Flexible displays – a product differentiator or a gimmick?
June 12, 2019
Flexible displays have been much talked about in the last couple of years, but perhaps even more so in 2019 when some stunning applications of the technology were demonstrated for the first time. LG’s rollable OLED TV made a splash at CES 2019, followed by the launch of Samsung Galaxy Fold and Huawei Mate X foldable phones at MWC 2019.
These days it’s increasingly difficult for TV and smartphone makers to stand out when all products look so alike. So it’s not surprising that these new form factors attracted worldwide attention and are still talked about months after they were revealed. And while for some people, rollable and foldable displays may be just a gimmick, there is no doubt that new display technologies are needed that offer product differentiation and bring value to customers. This applies not just to smartphones and TVs, but to almost any other product.

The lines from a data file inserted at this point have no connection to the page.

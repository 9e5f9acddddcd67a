use chrono::{DateTime, Utc};
use schemars::JsonSchema;
use serde::{Deserialize, Serialize};

#[derive(Debug, Clone, Serialize, Deserialize, JsonSchema, PartialEq, Eq)]
pub struct BlogAuthor {
    pub name: String,
    #[serde(default)]
    pub avatar: String,
    #[serde(default)]
    pub bio: String,
}

/// One heading/description block of a post body as authored in the editor.
#[derive(Debug, Clone, Default, Serialize, Deserialize, JsonSchema, PartialEq, Eq)]
pub struct ContentSection {
    #[serde(default)]
    pub heading: String,
    #[serde(default)]
    pub description: String,
}

/// A published blog post.
#[derive(Debug, Clone, Serialize, Deserialize, JsonSchema, PartialEq, Eq)]
#[serde(rename_all = "camelCase")]
pub struct BlogPost {
    pub id: i64,
    pub title: String,
    #[serde(default)]
    pub excerpt: String,
    #[serde(default)]
    pub content: String,
    #[serde(default)]
    pub content_sections: Vec<ContentSection>,
    pub author: BlogAuthor,
    #[serde(default)]
    pub category: String,
    #[serde(default)]
    pub tags: Vec<String>,
    #[serde(default)]
    pub image: String,
    pub published_at: DateTime<Utc>,
    #[serde(default)]
    pub read_time: String,
    #[serde(default)]
    pub views: u64,
    #[serde(default)]
    pub likes: u64,
    #[serde(default)]
    pub featured: bool,
}

impl BlogPost {
    /// Case-insensitive match against title, excerpt, content, author name
    /// and tags. `needle` must already be lowercase.
    #[must_use]
    pub fn matches_lowercase(&self, needle: &str) -> bool {
        self.title.to_lowercase().contains(needle)
            || self.excerpt.to_lowercase().contains(needle)
            || self.content.to_lowercase().contains(needle)
            || self.author.name.to_lowercase().contains(needle)
            || self.tags.iter().any(|t| t.to_lowercase().contains(needle))
    }
}

/// Form input for creating a post.
#[derive(Debug, Clone, Default, Serialize, Deserialize, JsonSchema, PartialEq, Eq)]
#[serde(rename_all = "camelCase")]
pub struct NewBlogPost {
    pub title: String,
    #[serde(default)]
    pub excerpt: String,
    #[serde(default)]
    pub content_sections: Vec<ContentSection>,
    pub author_name: String,
    #[serde(default)]
    pub author_avatar: Option<String>,
    #[serde(default)]
    pub author_bio: Option<String>,
    #[serde(default)]
    pub category: String,
    #[serde(default)]
    pub tags: Vec<String>,
    #[serde(default)]
    pub image: String,
}

/// Render authored sections into the markdown-ish body stored on the post.
///
/// Blank sections are skipped; a heading becomes `## heading` and each part
/// is followed by a blank line.
#[must_use]
pub fn compile_content(sections: &[ContentSection]) -> String {
    let mut content = String::new();
    for section in sections {
        let heading = section.heading.trim();
        let description = section.description.trim();
        if !heading.is_empty() {
            content.push_str("## ");
            content.push_str(heading);
            content.push_str("\n\n");
        }
        if !description.is_empty() {
            content.push_str(description);
            content.push_str("\n\n");
        }
    }
    content
}

/// Space-separated word count, as the editor's counter reports it.
#[must_use]
pub fn word_count(content: &str) -> usize {
    content.split(' ').filter(|w| !w.is_empty()).count()
}

/// `"N min read"` rounded up.
#[must_use]
pub fn read_time(words: usize, words_per_minute: u32) -> String {
    let wpm = words_per_minute.max(1) as usize;
    format!("{} min read", words.div_ceil(wpm))
}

LG rollable OLED TV. Source: LG
Flexible displays are not just for smartphones
Flexible active matrix OLED (AMOLED) displays have been around for a couple of years, but we haven’t seen many product types using the technology beyond smartphones and smart watches. Samsung Galaxy Edge and Apple Watch were some of the first consumer electronics to feature flexible OLED displays, at the premium end of the market. And there is a good reason for that – flexible OLED displays don’t come cheap. Because of the complex manufacturing process, lower yield and high materials costs, flexible OLED displays are expensive to manufacture. While costs will come down over time, they will remain prohibitive for large screens mass-market products.
Yet, there are many other applications that require thin, light, robust and curved screens. In the automotive sector, for example, the area dedicated to in-vehicle displays is increasing rapidly – this presents a huge challenge when it comes to the seamless integration of the display with the curved surfaces in the car. Glass-free flexible displays are also needed for consumer and industrial applications including smart speakers and home appliances, notebooks and tablets, and digital signage.
A new plastic display technology, organic LCD (OLCD), provides a flexible display solution for a wide range of mainstream applications. OLCD is a significantly lower cost manufacturing process than flexible OLED displays for several reasons: it can be manufactured in existing LCD factories; it uses cheap plastic substrates and deploys a low temperature process (below 100°C). Flexible OLCD displays can also be cost-effectively scaled to large areas. Unlike flexible OLED displays, OLCDs also offer high brightness and long lifetime concurrently, making them more suitable for many applications.
With product designers and engineers facing pressure to continually innovate and improve products, flexible displays can become strong product differentiators if the right technology is selected that addresses the specific product requirements.
How plastic OLCD can help you differentiate your product
Conformable and shapeable
Built on plastic substrates, OLCDs can be easily conformed to and wrapped around surfaces unlocking greater design freedom. They can be cut into non-square shapes during the production process and holes added to accommodate knobs, switches or other elements of the product design. OLCDs therefore can be used in ways that have never been possible with traditional glass displays.
Reduces product weight
Because it is glass-free, OLCD can significantly reduce product weight for applications for which this matters including notebooks and tablets, in-vehicle surface-integrated displays, aeroplane in-flight entertainment displays and digital signage.
The trend to reduce the size of the bezel on mobile devices has been a strong driver of innovation in display technology over the past few years. Thanks to its mechanical properties OLCD can enable borderless displays and thus allow bigger displays for the same sized notebook.
Better image quality and contrast than glass LCD
OLCD brings certain optical advantages over glass LCD, much of which originate from the extreme thinness of the plastic TAC substrates used. OLCD can offer ultra-high contrast through implementing a dual-cell technology whilst retaining its conformable properties. This attribute is particularly relevant to vehicle integrated-surface displays where OLED-like black-state and contrast ratio are important (for viewing at night-time), but high-brightness (for viewing at daylight) and long lifetime are also a major display requirement. Unlike flexible OLED displays, flexible OLCD can address all these requirements and that at much lower cost.
Scalable at low cost
For most applications the cost of the display component is a key consideration. It becomes even more important when larger displays are needed. OLCD can help keep the product costs down while providing a ‘wow’ factor in terms of product design. It can be manufactured in different sizes meaning that product designers will have a variety of options as they create new or upgrade existing products.